Но в то же самое время все обстоит исключительно сложно, потому что понятое и услышанное требуется наилучшим образом передать на родном для переводчика языке. А ведь каждый язык есть не что иное, как совершенно определенный способ национального мышления. Это значит, что ассоциативное восприятие русского читателя может заметно отличаться от, скажем, читателя британского. И все это необходимо учитывать при переводе наряду с формой произведения, текстом и подтекстом, эпохой, местом, культурными традициями, требованиями стиля и вкуса. Таким образом, переводчик должен быть не только поэтом и филологом, но и актером, психологом, культурологом, стилизатором... Таковы требования, предъявляемые профессией, и никуда нам не деться от этого.

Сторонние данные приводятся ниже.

//! World-state snapshot of a backend session.
//!
//! Each handler owns one slice of server-pushed state. Handlers see only the
//! packet kinds they declare, mutate their slice without I/O, and can replay
//! that slice to a viewer or erase it from one.

pub mod entity;
pub mod join_game;
pub mod player_info;
pub mod scoreboard;

pub use entity::EntityCache;
pub use join_game::JoinGameCache;
pub use player_info::PlayerInfoCache;
pub use scoreboard::ScoreboardCache;

use mc_relay_proto::{Packet, PacketKind};

/// Packets collected for one viewer during replay or detach.
#[derive(Debug, Default)]
pub struct Viewer {
    /// The viewer has not joined any world yet.
    pub fresh: bool,
    pub packets: Vec<Packet>,
}

impl Viewer {
    pub fn new(fresh: bool) -> Self {
        Self {
            fresh,
            packets: Vec::new(),
        }
    }

    pub fn push(&mut self, packet: impl Into<Packet>) {
        self.packets.push(packet.into());
    }
}

pub trait CacheHandler: Send {
    /// Packet kinds routed to [`CacheHandler::observe`].
    fn observed(&self) -> &'static [PacketKind];

    fn observe(&mut self, packet: &Packet);

    /// Bring an empty viewer up to the cached state.
    fn replay(&self, viewer: &mut Viewer);

    /// Erase everything this handler would have shown the viewer.
    fn on_detach(&self, viewer: &mut Viewer);

    fn reset(&mut self);
}

/// The ordered handler set of one backend session.
pub struct WorldStateCache {
    handlers: Vec<Box<dyn CacheHandler>>,
}

impl Default for WorldStateCache {
    fn default() -> Self {
        Self::new()
    }
}

impl WorldStateCache {
    pub fn new() -> Self {
        Self::with_handlers(vec![
            Box::new(JoinGameCache::default()),
            Box::new(PlayerInfoCache::default()),
            Box::new(ScoreboardCache::default()),
            Box::new(EntityCache::default()),
        ])
    }

    pub fn with_handlers(handlers: Vec<Box<dyn CacheHandler>>) -> Self {
        Self { handlers }
    }

    pub fn observe(&mut self, packet: &Packet) {
        let kind = packet.kind();
        for handler in &mut self.handlers {
            if handler.observed().contains(&kind) {
                handler.observe(packet);
            }
        }
    }

    /// Replay every handler in registration order.
    pub fn replay_to(&self, viewer: &mut Viewer) {
        for handler in &self.handlers {
            handler.replay(viewer);
        }
    }

    /// Erase in reverse registration order, so entities go before the
    /// tab-list entries they reference.
    pub fn detach_from(&self, viewer: &mut Viewer) {
        for handler in self.handlers.iter().rev() {
            handler.on_detach(viewer);
        }
    }

    pub fn reset(&mut self) {
        for handler in &mut self.handlers {
            handler.reset();
        }
    }
}

#[cfg(test)]
mod tests {
    use super::*;
    use mc_relay_proto::metadata::EntityMetadata;
    use mc_relay_proto::packets::{
        DisplayScoreboard, ObjectiveAction, ScoreboardObjective, SpawnMob, UpdateScore,
    };

    fn mob(entity_id: i32) -> Packet {
        SpawnMob {
            entity_id,
            kind: 54,
            x: 0,
            y: 0,
            z: 0,
            yaw: 0,
            pitch: 0,
            head_pitch: 0,
            velocity: (0, 0, 0),
            metadata: EntityMetadata::new(),
        }
        .into()
    }

    #[test]
    fn replay_follows_handler_order() {
        let mut cache = WorldStateCache::new();
        cache.observe(&mob(1));
        cache.observe(
            &ScoreboardObjective {
                name: "kills".into(),
                action: ObjectiveAction::Create {
                    display_name: "Kills".into(),
                    render_type: "integer".into(),
                },
            }
            .into(),
        );
        cache.observe(
            &UpdateScore {
                entry: "Alice".into(),
                objective: "kills".into(),
                value: Some(3),
            }
            .into(),
        );
        cache.observe(
            &DisplayScoreboard {
                position: 1,
                objective: "kills".into(),
            }
            .into(),
        );

        let mut viewer = Viewer::new(true);
        cache.replay_to(&mut viewer);
        let kinds: Vec<_> = viewer.packets.iter().map(Packet::kind).collect();
        assert_eq!(
            kinds,
            vec![
                PacketKind::ScoreboardObjective,
                PacketKind::DisplayScoreboard,
                PacketKind::UpdateScore,
                PacketKind::SpawnMob,
            ]
        );
    }

    #[test]
    fn reset_empties_every_handler() {
        let mut cache = WorldStateCache::new();
        cache.observe(&mob(1));
        cache.reset();
        let mut viewer = Viewer::new(true);
        cache.replay_to(&mut viewer);
        cache.detach_from(&mut viewer);
        assert!(viewer.packets.is_empty());
    }

    #[test]
    fn unobserved_kinds_are_ignored() {
        let mut cache = WorldStateCache::new();
        cache.observe(&mc_relay_proto::packets::KeepAlive { id: 1 }.into());
        let mut viewer = Viewer::new(true);
        cache.replay_to(&mut viewer);
        assert!(viewer.packets.is_empty());
    }
}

Предвижу, что после всего сказанного закономерно встанет вопрос: а можно ли вообще учить такому сложному и прихотливому занятию, такому затейливому ремеслу? Отвечаю: можно, нужно, необходимо. При наличии природной склонности и способностей, разумеется. Тем более, что старые мастера нашего цеха уже ушли или уходят сегодня, и мы рискуем навсегда потерять школу, которой по праву гордились. День нынешний уже отмечен ужасающим падением уровня переводных работ, забвением правил и канонов, утратой практических навыков, и нетрудно догадаться, что день грядущий нам готовит. И как тут снова не вспомнить Арсения Александровича Тарковского:
          Златобит молоток свой забросил,
          Златошвейная кончилась нить...
          Наблюдать умиранье ремесел -
          Все равно, что себя хоронить.